Does the agreement of a Memorandum of Understanding (MoU) for financial services (FS) signal that the future of the EU-UK relationship will become more “pragmatic”? Will there eventually be a series of regulatory equivalence and market access decisions that provide investors and businesses with more options to do business between the UK and the EU? What are the prospects for meaningful cooperation and trade in the medium (3-5 year) term?
In 2020, many had hoped the EU-UK Trade and Cooperation Agreement (TCA) would include some trade principles for FS, after the two sides had signalled (in the Withdrawal Agreement of November 2019) that they would work towards assessments of regulatory equivalence by mid-2020. But ultimately, the parties only agreed to work towards an MoU about FS regulatory cooperation, outside the main treaty, by March 2021. A commitment to equivalence assessments had been replaced with a forum for joint discussion of regulatory issues.
This means that short term progress on FS issues will depend on the tone set by political developments in the wider EU-UK negotiations. While that situation continues to generate headlines, progress in FS is unlikely.
But will the “positive” atmosphere described between FS officials involved in the MoU talks translate to a productive joint working group in the medium term, and perhaps a more cooperative overall approach?
Unfortunately, that seems unlikely, too.
The UK had wanted “a more comprehensive set of equivalence decisions… and responded to the Commission’s questions about UK plans for regulatory divergence a year ago. Where equivalence goes now is up to the European Commission,” said Katharine Braddick, Director General for Financial Services at Her Majesty’s Treasury to a recent public event.

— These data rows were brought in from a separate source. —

use chrono::{DateTime, Utc};
use serde::{Deserialize, Serialize};

/// Names of the apps seen the last time a catalog was checked.
///
/// Always replaced wholesale, never patched.
#[derive(Debug, Clone, PartialEq, Eq, Serialize, Deserialize)]
#[serde(rename_all = "camelCase")]
pub struct KnownAppSnapshot {
    /// Normalized app names, sorted and deduplicated.
    pub apps: Vec<String>,
    pub last_check: DateTime<Utc>,
    /// URL of the catalog the names were read from.
    pub store: String,
}
use serde::{Deserialize, Deserializer};
use serde_json::Value;

#[derive(Deserialize)]
#[serde(untagged)]
enum OneOrMany<T> {
    Many(Vec<T>),
    One(T),
}

/// Accepts `null`, a single value or an array and always yields a `Vec`.
pub(crate) fn one_or_many<'de, D, T>(deserializer: D) -> Result<Vec<T>, D::Error>
where
    D: Deserializer<'de>,
    T: Deserialize<'de>,
{
    let value: Option<OneOrMany<T>> = Option::deserialize(deserializer)?;
    Ok(match value {
        None => Vec::new(),
        Some(OneOrMany::Many(items)) => items,
        Some(OneOrMany::One(item)) => vec![item],
    })
}

/// Like [`one_or_many`], but items that do not deserialize as `T` are dropped.
pub(crate) fn one_or_many_lenient<'de, D, T>(deserializer: D) -> Result<Vec<T>, D::Error>
where
    D: Deserializer<'de>,
    T: serde::de::DeserializeOwned,
{
    let items = match Value::deserialize(deserializer)? {
        Value::Null => Vec::new(),
        Value::Array(items) => items,
        item => vec![item],
    };

    Ok(items
        .into_iter()
        .filter_map(|item| serde_json::from_value(item).ok())
        .collect())
}

/// Strings as-is, numbers and booleans in their JSON form, anything else as `""`.
pub(crate) fn value_to_string(value: Value) -> String {
    match value {
        Value::String(s) => s,
        Value::Number(n) => n.to_string(),
        Value::Bool(b) => b.to_string(),
        Value::Null | Value::Array(_) | Value::Object(_) => String::new(),
    }
}

pub(crate) fn string_or_empty<'de, D>(deserializer: D) -> Result<String, D::Error>
where
    D: Deserializer<'de>,
{
    Ok(value_to_string(Value::deserialize(deserializer)?))
}

/// Like [`string_or_empty`], with blank results turned into `None`.
pub(crate) fn opt_string<'de, D>(deserializer: D) -> Result<Option<String>, D::Error>
where
    D: Deserializer<'de>,
{
    let value = string_or_empty(deserializer)?;
    Ok((!value.trim().is_empty()).then_some(value))
}

/// A list of strings where every item goes through [`value_to_string`].
pub(crate) fn strings_lenient<'de, D>(deserializer: D) -> Result<Vec<String>, D::Error>
where
    D: Deserializer<'de>,
{
    let items = match Value::deserialize(deserializer)? {
        Value::Null => Vec::new(),
        Value::Array(items) => items,
        item => vec![item],
    };
    Ok(items.into_iter().map(value_to_string).collect())
}
use std::error::Error;
use std::path::{Path, PathBuf};
use std::sync::Arc;

use async_trait::async_trait;
use eyre::Result;
use workbench_store::{
    AppInstaller, AppOpener, AppStoreSession, CatalogLoader, DirectoryScanner, JsonSnapshotStore,
    NewAppWatcher, ReqwestFetcher,
};
use workbench_types::{AppRef, ClientMessage, MergedAppEntry, ServerMessage};

use crate::cli::AppsCommands;
use crate::config::Config;

/// Reports where an installed app lives; the CLI has no view to open it in.
struct PrintOpener {
    apps_dir: PathBuf,
}

#[async_trait]
impl AppOpener for PrintOpener {
    async fn open_app(&self, source: &str) -> std::result::Result<(), Box<dyn Error + Send + Sync>> {
        println!("📂 {}", self.apps_dir.join(source).display());
        Ok(())
    }
}

struct AppsContext {
    session: AppStoreSession,
    installer: Arc<AppInstaller>,
    loader: Arc<CatalogLoader>,
}

fn build_context(config: &Config) -> AppsContext {
    let fetcher = Arc::new(ReqwestFetcher::new());
    let apps_dir = PathBuf::from(&config.apps.dir);

    let loader = Arc::new(CatalogLoader::new(fetcher.clone()));
    let installer = Arc::new(AppInstaller::new(fetcher, &apps_dir));
    let session = AppStoreSession::new(
        loader.clone(),
        Arc::new(DirectoryScanner::new(&apps_dir)),
        installer.clone(),
        Arc::new(PrintOpener { apps_dir }),
        config.store_url(),
    );

    AppsContext {
        session,
        installer,
        loader,
    }
}

pub async fn handle_apps_command(cmd: AppsCommands, config: &Config) -> Result<()> {
    let ctx = build_context(config);

    match cmd {
        AppsCommands::List => handle_list(&ctx).await,
        AppsCommands::CheckNew => handle_check_new(&ctx, config).await,
        AppsCommands::Install { source } => handle_install(&ctx, source).await,
        AppsCommands::Uninstall { name } => handle_uninstall(&ctx, name).await,
    }
}

async fn handle_list(ctx: &AppsContext) -> Result<()> {
    match ctx.session.handle(ClientMessage::ReloadApps).await {
        Some(ServerMessage::AppsLoaded {
            success: true,
            apps,
            store,
            error,
        }) => {
            let apps = apps.unwrap_or_default();
            if let Some(store) = store {
                println!("Store: {}", store);
            }
            if let Some(error) = error {
                println!("⚠️  Catalog unavailable, showing installed apps only: {}", error);
            }
            print_apps(&apps);
            Ok(())
        }
        Some(ServerMessage::AppsLoaded { error, .. }) => {
            let error = error.unwrap_or_else(|| "unknown error".to_string());
            println!("❌ Failed to list apps: {}", error);
            Err(eyre::eyre!(error))
        }
        other => Err(eyre::eyre!("Unexpected reply: {:?}", other)),
    }
}

fn print_apps(apps: &[MergedAppEntry]) {
    if apps.is_empty() {
        println!("No apps found");
        return;
    }

    for app in apps {
        let marker = if app.is_installed { "✅" } else { "📦" };
        println!("{} {} ({})", marker, app.display_name, app.source);
        if let Some(description) = &app.description {
            println!("   {}", description);
        }
        if let Some(upgrade) = &app.upgrade_source {
            println!("   ⬆️  upgrade available: {}", upgrade);
        }
    }
}

async fn handle_check_new(ctx: &AppsContext, config: &Config) -> Result<()> {
    let snapshots = Arc::new(JsonSnapshotStore::new(&config.state.path));
    let watcher = NewAppWatcher::new(ctx.loader.clone(), snapshots, config.store_url())
        .with_interval_days(config.store.check_interval_days);

    let new_apps = watcher.check_for_new_apps().await?;
    if new_apps.is_empty() {
        println!("No new apps");
    } else {
        println!("🆕 New apps in the store:");
        for name in new_apps {
            println!("  • {}", name);
        }
    }
    Ok(())
}

async fn handle_install(ctx: &AppsContext, source: String) -> Result<()> {
    let local = Path::new(&source);
    if local.is_file() {
        let bytes = tokio::fs::read(local).await?;
        let dir = ctx.installer.install_from_bytes(bytes).await?;
        println!("✅ Installed {}", dir.display());
        return Ok(());
    }

    if !source.trim().starts_with("http") {
        println!("❌ Not a package URL or archive: {}", source);
        return Err(eyre::eyre!("Cannot install from '{}'", source));
    }

    let app = AppRef {
        name: source.clone(),
        source,
    };
    match ctx.session.handle(ClientMessage::InstallApp(app)).await {
        Some(ServerMessage::AppInstalled {
            success: true, app, ..
        }) => {
            println!("✅ Installed {}", app.source);
            Ok(())
        }
        Some(ServerMessage::AppInstalled { error, .. }) => {
            let error = error.unwrap_or_else(|| "unknown error".to_string());
            println!("❌ Failed to install app: {}", error);
            Err(eyre::eyre!(error))
        }
        other => Err(eyre::eyre!("Unexpected reply: {:?}", other)),
    }
}

async fn handle_uninstall(ctx: &AppsContext, name: String) -> Result<()> {
    let app = AppRef {
        name: name.clone(),
        source: name.clone(),
    };
    match ctx.session.handle(ClientMessage::UninstallApp(app)).await {
        Some(ServerMessage::AppUninstalled { success: true, .. }) => {
            println!("✅ Uninstalled {}", name);
            Ok(())
        }
        Some(ServerMessage::AppUninstalled { .. }) => {
            println!("❌ Failed to uninstall {}", name);
            Err(eyre::eyre!("Uninstalling '{}' failed", name))
        }
        _ => {
            println!("❌ No installed app named '{}'", name);
            Err(eyre::eyre!("App '{}' is not installed", name))
        }
    }
}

What is the EU’s position?
On 19 January, the European Commission launched its open strategic autonomy (strategic autonomy) strategy for FS in the EU, arguing the EU must not be dependent on financial markets in third countries. It says “the withdrawal of the United Kingdom (UK) from the EU … strengthens the need to further deepen the Union’s capital markets.”
It goes on, in more detail, to say “euro-denominated contracts cleared and settled by central counterparties outside the EU ... raise financial-stability concerns in the case of a future crisis requiring liquidity in euro or other Union currencies.” and so recommends that “[EU] clearing members reduce their exposures to UK CCPs”. In this context, any regulatory equivalence decisions or liberalisation of EU-UK trade in FS is positioned as undermining the declared strategy.
In the coming months, the European Commission will need to make some important regulatory policy decisions that will tell the world a lot about the urgency of its ambitions for strategic autonomy.
How will the EU apply its strategy?
In the coming months, the European Commission will need to make some important regulatory policy decisions that will tell the world a lot about the urgency of its ambitions for strategic autonomy:
1. Temporary equivalence for UK CCPs
There is no bigger indicator than the decision about the temporary equivalence provided for UK CCPs that expires in June 2022. A Commission-ECB task force has been encouraging the industry to migrate trading from these UK CCPs to the EU, and the Commission is expected to report on this activity after the summer. Changes would cause very large impacts for EU firms required to close out and move positions, so a clear direction is needed from the European Commission well before the existing temporary permission expires.
The European Commission has also asked ESMA (the European Securities and Markets Authority) to prepare a report about the financial stability implications of UK CCPs for the EU. The contents of that report, also expected in the autumn after the new ESMA Chair is in place, should provide important indications about EU thinking and the policy direction.
Another major policy area to watch is the delegation of fund management activities. Delegation describes a widely used business model where funds are marketed in one jurisdiction with the underlying portfolio management activities contracted (“delegated”) to a specialist firm in another jurisdiction.
As part of the EU’s review of its Alternative Investment Fund Managers DIrective (AIFMD), ESMA and the European Commission consulted on whether the rules around activities which could be delegated to third countries needed to be significantly tightened, again citing Brexit as raising risks over which EU regulators have no control.
Legislative proposals for a revised AIFMD are expected later in 2021. These will be scrutinised carefully by EU member states with significant fund management industries. Other third countries (including the US and in Asia) will also be watching carefully, to understand the spillover impacts for fund management activities delegated to their jurisdictions.
Hopes for cooperation?
EU decisions could have significant negative impacts, especially for EU firms and users. The nature of the EU’s decisions, therefore, will say a lot about the politics of strategic autonomy, and whether the political benefits of the strategy are judged sufficient to outweigh the evident costs and risks.
A hard line from the European Commission on CCP equivalence and delegation decisions in the short term would suggest that wider hopes for future cooperation are limited.